Advogado de Lara, Antonio Augusto Mayer dos Santos contestou uma a uma as acusações, salientando que Lara não precisaria dos votos obtidos em Bagévpara se eleger.

— Ele amealhou 20.836 votos naquela cidade, menos do que na eleição anterior, quando lá havia feito 26.736 votos. Ou seja, perdeu 6 mil votos. Vou além, Lara teve 56.396 votos. Se subtrairmos todos os votos obtidos em Bagé, restariam 35.560 votos. Mesmo assim ele teria sido eleito, pois o último da coligação se elegeu com 31 mil votos. Essa aritmética tem um peso e uma importância — alertou o advogado.

O início do julgamento foi auspicioso para os Lara. Após as sustentações dos advogados de defesa, o relator do caso, desembargador André Villarinho reconheceu que não havia “controvérsia a respeito dos fatos”, porém, “não são suficientemente graves para causar mácula à legalidade do pleito de 2018”.

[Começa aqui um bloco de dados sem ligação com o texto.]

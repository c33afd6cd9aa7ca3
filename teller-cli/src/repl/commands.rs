use parking_lot::Mutex;
use std::sync::Arc;

/// How much of the agents' tool activity the shell prints
#[derive(Debug, Clone, Copy, PartialEq, Eq)]
pub enum Verbosity {
    /// Answers only
    Quiet,
    /// Handoffs and tool calls
    Normal,
    /// Handoffs, tool calls and their full output
    Verbose,
}

impl Verbosity {
    /// Parse a verbosity level from a string
    ///
    /// Returns Some(Verbosity) for valid inputs, None for invalid.
    pub fn parse(s: &str) -> Option<Self> {
        match s {
            "quiet" => Some(Self::Quiet),
            "normal" => Some(Self::Normal),
            "verbose" => Some(Self::Verbose),
            _ => None,
        }
    }
}

/// Classify an input line as a slash command or a query
#[derive(Debug, Clone, PartialEq, Eq)]
pub enum CommandType<'a> {
    /// Slash command with name and arguments
    Slash {
        command: &'a str,
        args: Vec<&'a str>,
    },
    /// Query for the assistant
    Query,
}

impl<'a> CommandType<'a> {
    pub fn parse(input: &'a str) -> Self {
        if input.starts_with('/') {
            let parts: Vec<&str> = input.split_whitespace().collect();
            if let Some((command, args)) = parts.split_first() {
                return Self::Slash {
                    command,
                    args: args.to_vec(),
                };
            }
        }
        Self::Query
    }
}

#[derive(Debug, PartialEq, Eq)]
pub enum SpecialCommandResult {
    Exit,
    Continue,
}

/// Mutable shell state the commands act on
pub struct ShellState {
    pub thread_id: String,
    pub verbosity: Arc<Mutex<Verbosity>>,
}

impl ShellState {
    pub fn new(thread_id: impl Into<String>, verbosity: Arc<Mutex<Verbosity>>) -> Self {
        Self {
            thread_id: thread_id.into(),
            verbosity,
        }
    }
}

/// Handle slash commands
///
/// Returns Some(result) if this was a command, None if it should be sent to
/// the assistant.
pub fn handle_special_command(input: &str, state: &mut ShellState) -> Option<SpecialCommandResult> {
    let CommandType::Slash { command, args } = CommandType::parse(input) else {
        return None;
    };

    let result = match command {
        "/exit" | "/quit" => SpecialCommandResult::Exit,
        "/help" => {
            print!("{}", help::full_text());
            SpecialCommandResult::Continue
        }
        "/thread" => {
            println!("Thread: {}", state.thread_id);
            SpecialCommandResult::Continue
        }
        "/new" => {
            state.thread_id = new_thread_id();
            log::info!("started thread {}", state.thread_id);
            println!("Started thread {}", state.thread_id);
            SpecialCommandResult::Continue
        }
        "/verbosity" => {
            update_verbosity(&state.verbosity, &args);
            SpecialCommandResult::Continue
        }
        _ => {
            eprintln!(
                "Unknown command: {}. Type /help for available commands.",
                command
            );
            SpecialCommandResult::Continue
        }
    };
    Some(result)
}

/// A fresh thread id, `thread-<uuid>`
pub fn new_thread_id() -> String {
    format!("thread-{}", uuid::Uuid::new_v4())
}

fn update_verbosity(verbosity: &Arc<Mutex<Verbosity>>, args: &[&str]) {
    let Some(level) = args.first() else {
        println!("Verbosity: {:?}", *verbosity.lock());
        return;
    };

    match Verbosity::parse(level) {
        Some(level) => {
            *verbosity.lock() = level;
            println!("Verbosity set to {:?}", level);
        }
        None => println!("Unknown verbosity level: {} (quiet|normal|verbose)", level),
    }
}

/// Help text sections for the shell
pub mod help {
    pub const HEADER: &str = "\nAvailable Commands:\n";

    pub const CONVERSATION: &str = "\
Conversation:
  /thread             Show the current thread id
  /new                Start a new thread; earlier answers are forgotten
  /verbosity [level]  Set output verbosity (quiet|normal|verbose)
";

    pub const EXIT: &str = "\
Exit:
  /exit, /quit        Exit
  Ctrl+D              Exit
";

    pub const KEYBOARD: &str = "\
Keyboard Shortcuts:
  Up/Down             Navigate query history
  Ctrl+R              Reverse search history
  Ctrl+C              Clear the current line
";

    pub fn full_text() -> String {
        format!("{}{}\n{}\n{}", HEADER, CONVERSATION, EXIT, KEYBOARD)
    }
}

— Há concorrência dos fatos. A questão é a tipicidade, o alcance e a gravidade dos fatos. Estou preconizando a pena que eu acho proporcional ao ato praticado — argumentou.

Como pena intermediária, Villarinho votou multar os irmão: Lara em R$ 30 mil e Divaldo, em R$ 60 mil. A divergência, porém, surgiu logo no segundo voto. Para o desembargador Gerson Fischmann, era preciso levar em consideração a gravidade dos fatos, e não somente o número de votos amealhados, como sustentava a defesa. Ele votou pela pena máxima: cassação do mandato de Lara, inelegibilidade por oito anos aos irmãos e multa de R$ 60 mil para cada um.

— Impossível dizer que todos esses fatos não trouxeram vantagem ao candidato, ainda mais com expressivo uso da prefeitura de Bagé. Uma vez ilegítima a disputa, a cassação é medida impositiva. Os fatos apurados foram suficientes para gerar desequilibro e causar manifesto prejuízo à lisura do processo eleitoral — afirmou Fischmann.